Stratégie

 

Objectif

Notre objectif

Nous voulons développer le marché des génériques de haute qualité en Suisse et contribuer ainsi à accroître les économies en matière de coûts de médicaments.

Engagements

Nous militons en faveur:

    • d’un cadre économique et politique propice aux génériques et aux biosimilaires en Suisse;
    • de la liberté de choix en matière de thérapie médicamenteuse;
    • d’une thérapie médicamenteuse économique et de haute qualité pour tous les patients (pas de médecine à deux vitesses);
    • de l’accroissement des économies en matière de coûts de médicaments grâce aux génériques;
    • d’un cadre politique et économique autorisant la concurrence des prix sur la base du rapport qualité-prestation.

 

Positions

Intergenerika est favorable aux diminutions de prix différenciées

Concurrence des prix grâce aux génériques: En 2013, les génériques ont permis de réaliser un milliard de francs d’économies sur les dépenses de santé en Suisse, sans aucune concession sur la qualité des traitements.
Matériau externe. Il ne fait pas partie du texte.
use rust_decimal::Decimal;
use thiserror::Error;

#[derive(Error, Debug)]
pub enum PlannerError {
    #[error("CSV error: {0}")]
    CsvError(#[from] csv::Error),
    #[error("IO error: {0}")]
    IoError(#[from] std::io::Error),
    #[error("JSON error: {0}")]
    JsonError(#[from] serde_json::Error),
    #[error("Invalid input{}: {reason}", debt_suffix(.debt))]
    InvalidInput {
        debt: Option<String>,
        reason: String,
    },
    /// The payment never outpaces interest accrual, so the balance never shrinks.
    #[error(
        "Debt {debt}: monthly payment {payment} does not exceed monthly interest {interest}"
    )]
    NonConvergentPayment {
        debt: String,
        payment: Decimal,
        interest: Decimal,
    },
    #[error("Debt {debt}: not paid off within {months} months")]
    HorizonExceeded { debt: String, months: u32 },
    #[error("Monthly budget {budget} is below the sum of minimum payments {required}")]
    InsufficientBudget { budget: Decimal, required: Decimal },
}

impl PlannerError {
    pub fn invalid(debt: impl Into<String>, reason: impl Into<String>) -> Self {
        Self::InvalidInput {
            debt: Some(debt.into()),
            reason: reason.into(),
        }
    }

    pub fn invalid_argument(reason: impl Into<String>) -> Self {
        Self::InvalidInput {
            debt: None,
            reason: reason.into(),
        }
    }

    /// The debt that triggered the error, when there is one.
    pub fn debt(&self) -> Option<&str> {
        match self {
            Self::InvalidInput { debt, .. } => debt.as_deref(),
            Self::NonConvergentPayment { debt, .. } | Self::HorizonExceeded { debt, .. } => {
                Some(debt)
            }
            _ => None,
        }
    }
}

fn debt_suffix(debt: &Option<String>) -> String {
    match debt {
        Some(id) => format!(" for debt {id}"),
        None => String::new(),
    }
}

pub type Result<T> = std::result::Result<T, PlannerError>;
Les génériques sont de qualité au moins équivalente à celle des préparations originales, mais à des prix nettement inférieurs. Le modèle actuel garantit des soins fiables et de haute qualité dans l’intérêt du patient et de sa sécurité. Par ailleurs, les génériques instaurent en Suisse une concurrence sur les prix ayant pour effet de réduire les coûts. Contrairement aux préparations originales, ils peuvent faire l’objet d’importations parallèles de l’étranger.

«L’ouverture de la population à l’égard des génériques est en augmentation.

Ils sont synonymes de médicaments équivalents et de prix avantageux.»

Thomas Binder, directeur de l’Association des entreprises pharmaceutiques en Suisse

 

Soutien d’une stratégie de prix différenciés: Les fabricants suisses de génériques ont apporté une contribution supérieure à la moyenne aux récentes baisses de prix dans le domaine des médicaments. Ainsi, la branche a permis des économies de 100 millions de francs, à rapporter à un chiffre d’affaires annuel d’environ 700 millions de francs. Ces économies sont réalisées dans le cadre d’une stratégie de prix différenciés: dans le cas des substances à grand volume, l’écart de prix par rapport aux préparations originales passe de 50% à 60% puisque les fournisseurs de génériques sont alors en mesure de les produire à un coût plus avantageux. En revanche, dans le cas des substances à plus faible volume, l’écart de prix est inférieur (20% ou 10%) car, au-delà, de nombreux produits ne pourraient plus être vendus à des prix couvrant les frais.

Libéralisation du marché

Nous sommes partisans d’une libéralisation accrue de la concurrence sur le marché des génériques. Celle-ci doit passer par la suppression de la quote-part différenciée qui fait aujourd’hui obstacle à la concurrence, une baisse des prix par le jeu de la concurrence normale, une révision triennale des originaux et le maintien de la liberté de choix des patients et des prestataires de services.

Opposition au principe du prix le plus bas

Non aux concessions sur la sécurité et la santé des patients – Non à l’introduction du prix le plus bas pour les médicaments.

Un changement de système allant dans le sens du «principe du prix le plus bas» entraînerait des risques accrus pour la sécurité et la santé des patients: changements de médicaments fréquents, risque de confusion élevé, problèmes d’adaptation.

L’introduction du «principe du prix le plus bas» pour les médicaments dans le cadre de la LAMal affecterait avant tout les génériques, c’est-à-dire les médicaments les moins chers, d’ores et déjà soumis à la concurrence. Ce serait la porte ouverte à des manipulations du marché.

Certes, les prix des médicaments baisseraient à court terme, mais les coûts remonteraient à moyen et long termes en raison des risques supplémentaires et de l’éviction des génériques. Résultat: au lieu d’augmenter, les économies réalisées grâce aux génériques (un milliard de francs en 2013) diminueraient.